Be warned there’s gonna be Voltron s3 spoilers in here!! So if you don’t want to see that, look elsewhere. (Also this is super fucking long, I’m sorry.) 

Anyway so I’ve been thinking about this a lot lately, and what with (at least temporary) Red Paladin!Lance being confirmed, now is probably the time to post this.

Coincidentally, I’ve been spending the past couple weeks looking for foreshadow of the Red and Blue Lions have some kind of Special Connection and there is quite a bit, so I thought I’d share some of what I’ve found.

The gist of it is that I think Red and Blue have some kind of connection that the other lions don’t seem to have with each other.

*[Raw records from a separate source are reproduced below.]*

use clap::{Args, Parser, Subcommand};
use std::path::PathBuf;

use crate::config::{CreateConfig, DEFAULT_COMPRESSION_LEVEL, ExtractConfig, default_workers};
use crate::error::{IpfError, Result};

#[derive(Parser, Debug)]
#[command(name = "ipfkit")]
#[command(version)]
#[command(about = "Read and write IPF archives", long_about = None)]
#[command(after_help = "Examples:\n  \
  ipfkit create -f data/ -o data.ipf        pack data/ with encrypted names\n  \
  ipfkit extract data.ipf -d out/           unpack into out/\n  \
  ipfkit list data.ipf -l                   show sizes and ratios")]
pub struct Cli {
    /// Log every entry (RUST_LOG overrides)
    #[arg(short = 'v', long, global = true)]
    pub verbose: bool,

    #[command(subcommand)]
    pub command: Command,
}

#[derive(Subcommand, Debug)]
pub enum Command {
    /// Pack a folder into an archive
    Create(CreateArgs),
    /// Unpack an archive
    Extract(ExtractArgs),
    /// List entries
    List(ListArgs),
    /// Check archive structure
    Validate(ValidateArgs),
}

#[derive(Args, Debug)]
pub struct CreateArgs {
    /// Folder to pack
    #[arg(short = 'f', long, value_name = "FOLDER")]
    pub folder: Option<PathBuf>,

    /// Archive to write
    #[arg(short = 'o', long, value_name = "OUTPUT")]
    pub output: Option<PathBuf>,

    /// Store names as plain UTF-8
    #[arg(long)]
    pub no_encrypt: bool,

    /// Deflate level (0-9)
    #[arg(short = 'c', long = "compression", value_name = "LEVEL", default_value_t = DEFAULT_COMPRESSION_LEVEL, allow_negative_numbers = true)]
    pub compression_level: i32,

    /// Files compressed concurrently
    #[arg(short = 'j', long, value_name = "WORKERS")]
    pub workers: Option<usize>,
}

#[derive(Args, Debug)]
pub struct ExtractArgs {
    /// Archive to unpack
    #[arg(value_name = "ARCHIVE")]
    pub archive: PathBuf,

    /// Extract files into DIR
    #[arg(short = 'd', value_name = "DIR", default_value = ".")]
    pub extract_dir: PathBuf,

    /// Names are stored unencrypted
    #[arg(long)]
    pub plain_names: bool,

    /// Entries extracted concurrently
    #[arg(short = 'j', long, value_name = "WORKERS")]
    pub workers: Option<usize>,
}

#[derive(Args, Debug)]
pub struct ListArgs {
    /// Archive to list
    #[arg(value_name = "ARCHIVE")]
    pub archive: PathBuf,

    /// Long format with sizes and dates
    #[arg(short = 'l')]
    pub long: bool,

    /// Names are stored unencrypted
    #[arg(long)]
    pub plain_names: bool,
}

#[derive(Args, Debug)]
pub struct ValidateArgs {
    /// Archive to check
    #[arg(value_name = "ARCHIVE")]
    pub archive: PathBuf,

    /// Names are stored unencrypted
    #[arg(long)]
    pub plain_names: bool,
}

impl CreateArgs {
    /// Build the option record. A missing folder or output is a usage error.
    pub fn to_config(&self, verbose: bool) -> Result<CreateConfig> {
        let folder = self
            .folder
            .clone()
            .ok_or_else(|| IpfError::Config("missing input folder (-f)".into()))?;
        let output = self
            .output
            .clone()
            .ok_or_else(|| IpfError::Config("missing output path (-o)".into()))?;

        Ok(CreateConfig {
            folder,
            output,
            encrypt_names: !self.no_encrypt,
            compression_level: self.compression_level,
            verbose,
            workers: self.workers.unwrap_or_else(default_workers),
        })
    }
}

impl ExtractArgs {
    pub fn to_config(&self, verbose: bool) -> ExtractConfig {
        ExtractConfig {
            archive: self.archive.clone(),
            destination: self.extract_dir.clone(),
            plain_names: self.plain_names,
            verbose,
            workers: self.workers.unwrap_or_else(default_workers),
        }
    }
}
//! Archive creation.
//!
//! Output is written to a temporary file beside the target and only renamed
//! into place once the end record is on disk, so a failed, cancelled or
//! panicking run never leaves a truncated archive behind.
//!
//! Each file is compressed into memory on a blocking thread before it is
//! appended, so peak memory is roughly `workers` times the largest compressed
//! file. Entries are capped below 4 GiB anyway.

use byteorder::{LittleEndian, WriteBytesExt};
use flate2::Compression;
use flate2::write::DeflateEncoder;
use log::{debug, info};
use std::collections::VecDeque;
use std::io::{self, Read, Write};
use std::path::{Path, PathBuf};
use std::sync::Arc;
use tokio::io::BufWriter;
use tokio::task::JoinHandle;
use walkdir::WalkDir;

use crate::config::CreateConfig;
use crate::error::{IpfError, Result};

use super::archive::join_outcome;
use super::cipher::NameCipher;
use super::extractor::CHUNK_SIZE;
use super::structures::*;

/// What [`create`] produced.
#[derive(Debug, Clone, PartialEq, Eq)]
pub struct CreateSummary {
    pub entries: usize,
    pub bytes_in: u64,
    pub bytes_out: u64,
}

/// A file scheduled for packing.
#[derive(Debug, Clone)]
pub(crate) struct InputFile {
    /// `/`-separated path relative to the input folder.
    pub(crate) name: String,
    pub(crate) path: PathBuf,
}

struct CompressedFile {
    data: Vec<u8>,
    crc32: u32,
    uncompressed_size: u64,
}

struct CentralRecord {
    name: Vec<u8>,
    name_len: u16,
    flags: u16,
    crc32: u32,
    compressed_size: u32,
    uncompressed_size: u32,
    lfh_offset: u64,
}

/// Build an archive from `config.folder` at `config.output`.
///
/// Options are checked before anything is read or written. Entries appear in
/// lexical order of their relative paths and carry fixed timestamps, so equal
/// inputs give byte-identical archives.
pub async fn create(config: &CreateConfig, cipher: Arc<dyn NameCipher>) -> Result<CreateSummary> {
    config.validate()?;

    let metadata = tokio::fs::metadata(&config.folder)
        .await
        .map_err(|e| match e.kind() {
            io::ErrorKind::NotFound => IpfError::NotFound(config.folder.clone()),
            _ => IpfError::io(format!("inspecting {}", config.folder.display()), e),
        })?;
    if !metadata.is_dir() {
        return Err(IpfError::Config(format!(
            "{} is not a directory",
            config.folder.display()
        )));
    }

    let folder = config.folder.clone();
    let inputs = join_outcome(tokio::task::spawn_blocking(move || collect_inputs(&folder)).await)??;
    info!(
        "Packing {} files from {} (level {}, names {})",
        inputs.len(),
        config.folder.display(),
        config.compression_level,
        if config.encrypt_names { "encrypted" } else { "plain" }
    );

    write_archive(inputs, config, cipher).await
}

/// Walk `folder` and return its regular files sorted by relative path.
pub(crate) fn collect_inputs(folder: &Path) -> Result<Vec<InputFile>> {
    let mut inputs = Vec::new();
    for item in WalkDir::new(folder) {
        let item = item.map_err(|e| {
            let context = format!(
                "walking {}",
                e.path().unwrap_or(folder).display()
            );
            IpfError::io(context, e.into())
        })?;
        if !item.file_type().is_file() {
            continue;
        }

        let relative = item
            .path()
            .strip_prefix(folder)
            .map_err(|_| IpfError::Config(format!("{} escapes the input folder", item.path().display())))?;
        let mut parts = Vec::new();
        for component in relative.components() {
            let part = component.as_os_str().to_str().ok_or_else(|| {
                IpfError::Config(format!("{} is not valid UTF-8", item.path().display()))
            })?;
            parts.push(part);
        }
        let name = parts.join("/");
        if name.len() > MAX_NAME_LEN as usize {
            return Err(IpfError::Config(format!(
                "relative path {} is longer than {} bytes",
                name, MAX_NAME_LEN
            )));
        }

        inputs.push(InputFile {
            name,
            path: item.path().to_path_buf(),
        });
    }

    if inputs.is_empty() {
        return Err(IpfError::Config(format!(
            "{} contains no files",
            folder.display()
        )));
    }
    if inputs.len() > MAX_ENTRIES {
        return Err(IpfError::Capacity(format!(
            "{} files exceeds the limit of {}",
            inputs.len(),
            MAX_ENTRIES
        )));
    }

    inputs.sort_by(|a, b| a.name.cmp(&b.name));
    Ok(inputs)
}

pub(crate) async fn write_archive(
    inputs: Vec<InputFile>,
    config: &CreateConfig,
    cipher: Arc<dyn NameCipher>,
) -> Result<CreateSummary> {
    use tokio::io::AsyncWriteExt;

    config.validate()?;

    // Stored names are fixed before any output exists
    let mut names = Vec::with_capacity(inputs.len());
    for input in &inputs {
        let stored = if config.encrypt_names {
            cipher.encrypt(&input.name)
        } else {
            input.name.as_bytes().to_vec()
        };
        let len = stored_name_len(&stored, &input.name)?;
        names.push((stored, len));
    }

    let output = config.output.as_path();
    let parent = match output.parent() {
        Some(p) if !p.as_os_str().is_empty() => p.to_path_buf(),
        _ => PathBuf::from("."),
    };

    let temp = tempfile::Builder::new()
        .prefix(".ipfkit-")
        .suffix(".tmp")
        .tempfile_in(&parent)
        .map_err(|e| IpfError::io(format!("creating temporary file in {}", parent.display()), e))?;
    let handle = temp
        .as_file()
        .try_clone()
        .map_err(|e| IpfError::io("duplicating output handle", e))?;
    let mut out = BufWriter::with_capacity(CHUNK_SIZE, tokio::fs::File::from_std(handle));

    let level = Compression::new(config.compression_level as u32);
    let flags = if config.encrypt_names { 0 } else { FLAG_UTF8 };
    let workers = config.workers.max(1);

    let mut offset = 0u64;
    let mut bytes_in = 0u64;
    let mut records = Vec::with_capacity(inputs.len());
    let mut pending: VecDeque<(InputFile, (Vec<u8>, u16), JoinHandle<Result<CompressedFile>>)> =
        VecDeque::new();
    let mut queue = inputs.into_iter().zip(names);

    loop {
        while pending.len() < workers {
            let Some((input, name)) = queue.next() else { break };
            let path = input.path.clone();
            pending.push_back((
                input,
                name,
                tokio::task::spawn_blocking(move || compress_file(&path, level)),
            ));
        }

        // Results are consumed in path order, whatever order they finish in
        let Some((input, (name, name_len), task)) = pending.pop_front() else { break };
        let compressed = join_outcome(task.await)??;

        let record = CentralRecord {
            name,
            name_len,
            flags,
            crc32: compressed.crc32,
            compressed_size: fit_u32(compressed.data.len() as u64, &input.name)?,
            uncompressed_size: fit_u32(compressed.uncompressed_size, &input.name)?,
            lfh_offset: offset,
        };

        let header = local_header(&record).map_err(|e| IpfError::io("encoding local header", e))?;
        write_all(&mut out, &header).await?;
        write_all(&mut out, &compressed.data).await?;
        offset += header.len() as u64 + compressed.data.len() as u64;
        bytes_in += compressed.uncompressed_size;

        debug!(
            "Packed {} ({} -> {} bytes)",
            input.name,
            compressed.uncompressed_size,
            compressed.data.len()
        );
        records.push(record);
    }

    let cd_offset = offset;
    let mut directory = Vec::new();
    for record in &records {
        central_header(record, &mut directory).map_err(|e| IpfError::io("encoding directory", e))?;
    }
    let cd_size = directory.len() as u64;
    end_records(records.len() as u64, cd_offset, cd_size, &mut directory)
        .map_err(|e| IpfError::io("encoding end record", e))?;
    write_all(&mut out, &directory).await?;
    let bytes_out = offset + directory.len() as u64;

    out.flush()
        .await
        .map_err(|e| IpfError::io(format!("writing {}", output.display()), e))?;
    let file = out.into_inner();
    file.sync_all()
        .await
        .map_err(|e| IpfError::io(format!("syncing {}", output.display()), e))?;
    drop(file);

    temp.persist(output)
        .map_err(|e| IpfError::io(format!("moving archive into {}", output.display()), e.error))?;

    info!(
        "Wrote {} ({} entries, {} bytes)",
        output.display(),
        records.len(),
        bytes_out
    );
    Ok(CreateSummary {
        entries: records.len(),
        bytes_in,
        bytes_out,
    })
}

async fn write_all<W: tokio::io::AsyncWrite + Unpin>(out: &mut W, data: &[u8]) -> Result<()> {
    use tokio::io::AsyncWriteExt;

    out.write_all(data)
        .await
        .map_err(|e| IpfError::io("writing archive", e))
}

/// Length of a stored name, which the reader only accepts in `1..=MAX_NAME_LEN`.
fn stored_name_len(stored: &[u8], relative: &str) -> Result<u16> {
    match u16::try_from(stored.len()) {
        Ok(len) if len > 0 && len <= MAX_NAME_LEN => Ok(len),
        _ => Err(IpfError::Config(format!(
            "stored name for {} is {} bytes; names must be 1 to {} bytes",
            relative,
            stored.len(),
            MAX_NAME_LEN
        ))),
    }
}

fn fit_u32(value: u64, name: &str) -> Result<u32> {
    if value >= u32::MAX as u64 {
        return Err(IpfError::Capacity(format!(
            "{} is {} bytes; entries must stay below 4 GiB",
            name, value
        )));
    }
    Ok(value as u32)
}

/// Deflate one file in fixed-size reads.
fn compress_file(path: &Path, level: Compression) -> Result<CompressedFile> {
    let mut file = std::fs::File::open(path)
        .map_err(|e| IpfError::io(format!("opening {}", path.display()), e))?;
    let mut encoder = DeflateEncoder::new(Vec::new(), level);
    let mut hasher = crc32fast::Hasher::new();
    let mut buf = vec![0u8; CHUNK_SIZE];
    let mut total = 0u64;

    loop {
        let n = file
            .read(&mut buf)
            .map_err(|e| IpfError::io(format!("reading {}", path.display()), e))?;
        if n == 0 {
            break;
        }
        hasher.update(&buf[..n]);
        encoder
            .write_all(&buf[..n])
            .map_err(|e| IpfError::io("compressing", e))?;
        total += n as u64;
    }

    let data = encoder
        .finish()
        .map_err(|e| IpfError::io("compressing", e))?;
    Ok(CompressedFile {
        data,
        crc32: hasher.finalize(),
        uncompressed_size: total,
    })
}

fn local_header(record: &CentralRecord) -> io::Result<Vec<u8>> {
    let mut buf = Vec::with_capacity(LFH_SIZE + record.name.len());
    buf.write_all(LFH_SIGNATURE)?;
    buf.write_u16::<LittleEndian>(VERSION_DEFLATE)?;
    buf.write_u16::<LittleEndian>(record.flags)?;
    buf.write_u16::<LittleEndian>(CompressionMethod::Deflate.as_u16())?;
    buf.write_u16::<LittleEndian>(DOS_EPOCH_TIME)?;
    buf.write_u16::<LittleEndian>(DOS_EPOCH_DATE)?;
    buf.write_u32::<LittleEndian>(record.crc32)?;
    buf.write_u32::<LittleEndian>(record.compressed_size)?;
    buf.write_u32::<LittleEndian>(record.uncompressed_size)?;
    buf.write_u16::<LittleEndian>(record.name_len)?;
    buf.write_u16::<LittleEndian>(0)?;
    buf.write_all(&record.name)?;
    Ok(buf)
}

fn central_header(record: &CentralRecord, buf: &mut Vec<u8>) -> io::Result<()> {
    let zip64_offset = record.lfh_offset >= u32::MAX as u64;
    let version = if zip64_offset { VERSION_ZIP64 } else { VERSION_DEFLATE };

    buf.write_all(CDFH_SIGNATURE)?;
    buf.write_u16::<LittleEndian>(version)?;
    buf.write_u16::<LittleEndian>(version)?;
    buf.write_u16::<LittleEndian>(record.flags)?;
    buf.write_u16::<LittleEndian>(CompressionMethod::Deflate.as_u16())?;
    buf.write_u16::<LittleEndian>(DOS_EPOCH_TIME)?;
    buf.write_u16::<LittleEndian>(DOS_EPOCH_DATE)?;
    buf.write_u32::<LittleEndian>(record.crc32)?;
    buf.write_u32::<LittleEndian>(record.compressed_size)?;
    buf.write_u32::<LittleEndian>(record.uncompressed_size)?;
    buf.write_u16::<LittleEndian>(record.name_len)?;
    buf.write_u16::<LittleEndian>(if zip64_offset { 12 } else { 0 })?;
    buf.write_u16::<LittleEndian>(0)?; // comment
    buf.write_u16::<LittleEndian>(0)?; // disk
    buf.write_u16::<LittleEndian>(0)?; // internal attributes
    buf.write_u32::<LittleEndian>(0)?; // external attributes
    if zip64_offset {
        buf.write_u32::<LittleEndian>(0xFFFFFFFF)?;
    } else {
        buf.write_u32::<LittleEndian>(record.lfh_offset as u32)?;
    }
    buf.write_all(&record.name)?;
    if zip64_offset {
        buf.write_u16::<LittleEndian>(ZIP64_EXTRA_ID)?;
        buf.write_u16::<LittleEndian>(8)?;
        buf.write_u64::<LittleEndian>(record.lfh_offset)?;
    }
    Ok(())
}

/// Append the end record, preceded by the zip64 pair when a field overflows.
fn end_records(entries: u64, cd_offset: u64, cd_size: u64, buf: &mut Vec<u8>) -> io::Result<()> {
    let needs_zip64 =
        entries >= 0xFFFF || cd_offset >= 0xFFFFFFFF || cd_size >= 0xFFFFFFFF;

    if needs_zip64 {
        let eocd64_offset = cd_offset + cd_size;
        Zip64EOCD {
            eocd64_size: (Zip64EOCD::MIN_SIZE - 12) as u64,
            version_made_by: VERSION_ZIP64,
            version_needed: VERSION_ZIP64,
            disk_number: 0,
            disk_with_cd: 0,
            disk_entries: entries,
            total_entries: entries,
            cd_size,
            cd_offset,
        }
        .write_to(buf)?;
        Zip64EOCDLocator {
            disk_with_eocd64: 0,
            eocd64_offset,
            total_disks: 1,
        }
        .write_to(buf)?;
    }

    let entries16 = entries.min(0xFFFF) as u16;
    EndOfCentralDirectory {
        disk_number: 0,
        disk_with_cd: 0,
        disk_entries: entries16,
        total_entries: entries16,
        cd_size: cd_size.min(0xFFFFFFFF) as u32,
        cd_offset: cd_offset.min(0xFFFFFFFF) as u32,
        comment_len: 0,
    }
    .write_to(buf)
}
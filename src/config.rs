//! Explicit option records for the create and extract operations.

use std::path::PathBuf;

use crate::error::{IpfError, Result};

pub const DEFAULT_COMPRESSION_LEVEL: i32 = 6;

/// Worker count used when the caller does not pick one.
pub fn default_workers() -> usize {
    std::thread::available_parallelism()
        .map(|n| n.get())
        .unwrap_or(4)
}

/// Options for building an archive from a folder.
#[derive(Debug, Clone)]
pub struct CreateConfig {
    pub folder: PathBuf,
    pub output: PathBuf,
    /// Store names through the cipher; otherwise plain UTF-8.
    pub encrypt_names: bool,
    /// Deflate level, 0 (fastest) to 9 (smallest).
    pub compression_level: i32,
    pub verbose: bool,
    /// Files compressed concurrently.
    pub workers: usize,
}

impl Default for CreateConfig {
    fn default() -> Self {
        Self {
            folder: PathBuf::new(),
            output: PathBuf::new(),
            encrypt_names: true,
            compression_level: DEFAULT_COMPRESSION_LEVEL,
            verbose: false,
            workers: default_workers(),
        }
    }
}

impl CreateConfig {
    pub fn new(folder: impl Into<PathBuf>, output: impl Into<PathBuf>) -> Self {
        Self {
            folder: folder.into(),
            output: output.into(),
            ..Default::default()
        }
    }

    /// Checks that need no file-system access.
    pub fn validate(&self) -> Result<()> {
        if self.folder.as_os_str().is_empty() {
            return Err(IpfError::Config("input folder is required".into()));
        }
        if self.output.as_os_str().is_empty() {
            return Err(IpfError::Config("output path is required".into()));
        }
        if !(0..=9).contains(&self.compression_level) {
            return Err(IpfError::Config(format!(
                "compression level {} is outside 0..=9",
                self.compression_level
            )));
        }
        if self.workers == 0 {
            return Err(IpfError::Config("worker count must be at least 1".into()));
        }
        Ok(())
    }
}

/// Options for unpacking an archive.
#[derive(Debug, Clone)]
pub struct ExtractConfig {
    pub archive: PathBuf,
    pub destination: PathBuf,
    /// Names are stored unencrypted.
    pub plain_names: bool,
    pub verbose: bool,
    /// Entries read or written concurrently.
    pub workers: usize,
}

impl Default for ExtractConfig {
    fn default() -> Self {
        Self {
            archive: PathBuf::new(),
            destination: PathBuf::from("."),
            plain_names: false,
            verbose: false,
            workers: default_workers(),
        }
    }
}

impl ExtractConfig {
    pub fn new(archive: impl Into<PathBuf>, destination: impl Into<PathBuf>) -> Self {
        Self {
            archive: archive.into(),
            destination: destination.into(),
            ..Default::default()
        }
    }

    pub fn validate(&self) -> Result<()> {
        if self.archive.as_os_str().is_empty() {
            return Err(IpfError::Config("archive path is required".into()));
        }
        if self.workers == 0 {
            return Err(IpfError::Config("worker count must be at least 1".into()));
        }
        Ok(())
    }
}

Of course all the lions have a special bond, but there seem to be a lot of hints that the connection between Red and Blue *coughs* and their pilots is something a little different––basically, that Lance and Keith have shown a lot more interest in/connection to each other’s lions than any of the other paladins have.

(And before everyone jumps down my throat, I’m NOT proposing a permanent lion switch so jot that down lol. But I do think temporary lion switches are Good so uhhhh fight me.)

I’m not sure how to go about explaining this, but I’m just gonna break it down to:

- Keith’s connection with Blue

- Lance’s connection with Red

- What Does It Mean

Here we go!!!

Keith & Blue

- I’m still caught up on this whole “Keith sensed the Blue Lion” thing. Granted, it could have something to do with his alien abilities™ (I’m still rooting for Keith with Altean ancestry, y’all) but I still question the choice of having Keith sense Blue, of all the lions. He only detects the location of two lions in canon, and they’re––you guessed it––Blue and Red. 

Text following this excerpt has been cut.